Japón y Libia

No podemos contentarnos con ver las noticias y quedar atónitos ante lo que está sucediendo en estos dos países. En primer lugar, la solidaridad humana y cristiana por el altísimo costo de vidas humanas en juego. Es un llamado a reflexionar sobre muchos aspectos que normalmente dejamos a la sombra.
El terremoto y posterior tsunami en Japón, ponen de manifiesto las dimensiones físicas y humanas de una situación extrema. Nadie como los japoneses está preparado para una eventualidad de esta naturaleza, aunque la actual ha superado con creces las previsiones. Sin embargo, todo parece indicar que sin la disciplina y preparación previas para eventos de esta naturaleza, las víctimas mortales hubieran sido muy superiores.

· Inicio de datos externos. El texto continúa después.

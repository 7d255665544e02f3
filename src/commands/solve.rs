//! Word solving command
//!
//! Plays one game against a known secret and returns the solution path.

use crate::core::{Answer, Feedback};
use crate::error::WordleError;
use crate::solver::Strategy;
use crate::wordlists::Vocabulary;

/// Configuration for solving a word
pub struct SolveConfig {
    pub target: String,
    pub max_guesses: usize,
}

impl SolveConfig {
    #[must_use]
    pub const fn new(target: String) -> Self {
        Self {
            target,
            max_guesses: 6,
        }
    }
}

/// Result of solving a word
pub struct SolveResult {
    pub success: bool,
    pub guesses: Vec<GuessStep>,
    pub target: String,
}

/// A single guess step in the solution
pub struct GuessStep {
    pub feedback: Feedback,
    pub candidates_before: usize,
    pub candidates_after: usize,
}

/// Solve a specific word with the given strategy
///
/// The strategy is reset first, so it can be reused across calls.
///
/// # Errors
///
/// Returns an error if:
/// - The target word is invalid (not 5 ASCII letters)
/// - The strategy runs out of candidates (target not in the answer list)
pub fn solve_word<'a, S: Strategy<'a>>(
    config: &SolveConfig,
    strategy: &mut S,
    vocabulary: &'a Vocabulary,
) -> Result<SolveResult, WordleError> {
    let answer = Answer::new(&config.target, vocabulary)?;
    strategy.reset();

    let mut guesses: Vec<GuessStep> = Vec::new();

    for _ in 0..config.max_guesses {
        let candidates_before = strategy.remaining();
        let previous = guesses.last().map(|step| &step.feedback);
        let guess = strategy.make_guess(previous)?;

        let feedback = answer.make_guess(guess.text())?;
        let solved = feedback.is_perfect();

        guesses.push(GuessStep {
            feedback,
            candidates_before,
            candidates_after: strategy.remaining(),
        });

        if solved {
            return Ok(SolveResult {
                success: true,
                guesses,
                target: answer.word().to_string(),
            });
        }
    }

    Ok(SolveResult {
        success: false,
        guesses,
        target: answer.word().to_string(),
    })
}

No se ven noticias de saqueos en las zonas desvastadas. Con férrea disciplina, tanto la población civil como los organismos competentes, hacen frente con competencia y celeridad, a la catástrofe. La gente se siente asistida, acompañada en su situación. Eso genera confianza, serenidad y esperanza. Por otra parte, las explosiones en las plantas nucleares ponen sobre el tapete un tema que no se puede esquivar: es compatible con la vida humana correr los riesgos de desarrollar energía nuclear cuando los riesgos pueden ser apocalípticos en sus consecuencias para las actuales y futuras generaciones?
En el reverso del Japón debemos examinar nuestra propia realidad. La improvisación, falta de planificación y de políticas serias en materia de prevención de catástrofes ante eventos naturales, no parece sea del interés real de nuestros gobernantes. Si las lluvias o las sequías, de dimensiones no muy críticas, generan confusión y caos, daños que pudieran preverse a tiempo o paralización de muchas actividades, qué pasaría ante un evento de dimensiones imprevistas. El deslave de Vargas 1999 es la mejor muestra de nuestra incapacidad e indolencia.
¿Si colapsan las represas, hay explosiones frecuentes en las instalaciones petroleras, podemos pensar con seriedad en proyectos nucleares o involucrarnos en extracción y comercio de uranio y otros minerales radioactivos, sin un mínimo de prudencia y respeto a la vida humana?
Libia, por otra parte, es la mejor prueba de que el delirio de poder está por encima de la vida humana. Hay que masacrar, sin distingos, a quienes se consideran enemigos o ponen en vilo el ejercicio omnímodo del poder. La creación de la ONU y la declaración de los derechos humanos fue el resultado de los horrores de una guerra absurda. Debe existir un control real internacional y plural para que no se enseñoreen monstruos para quienes la vida humana vale sólo en función de sí mismos. El genocidio es uno de los mayores crímenes ante los que no podemos quedar indiferentes.
En el espejo de la violencia desatada que actúa impunemente, ante la represión desmedida de cualquier manifestación, ante la amenaza del uso del poder y las armas ante la población civil, ante las leyes embudo que se aplican de diversa manera según sea amigo o contrincante, debemos preguntarnos si así se construye una sociedad igualitaria, fraterna, respetuosa y plural. La necesidad de recurrir a medidas extremas, como la huelga de hambre, deja en claro que los caminos ordinarios del diálogo y el entendimiento no funcionan.
En un mundo globalizado e interconectado, las exigencias éticas, humanas y cristianas, tienen que ser acordes con el respeto a la vida humana y con las condiciones de bienestar material y espiritual al que tiene derecho toda persona. Difícil pero necesaria tarea que hay que asumir con pasión y entrega. VNC

Texto: Mons. Baltazar Enrique Porras Cardozo, Arzobispo de Mérida, Especial para Vida Nueva

Fotos: B.R.Q.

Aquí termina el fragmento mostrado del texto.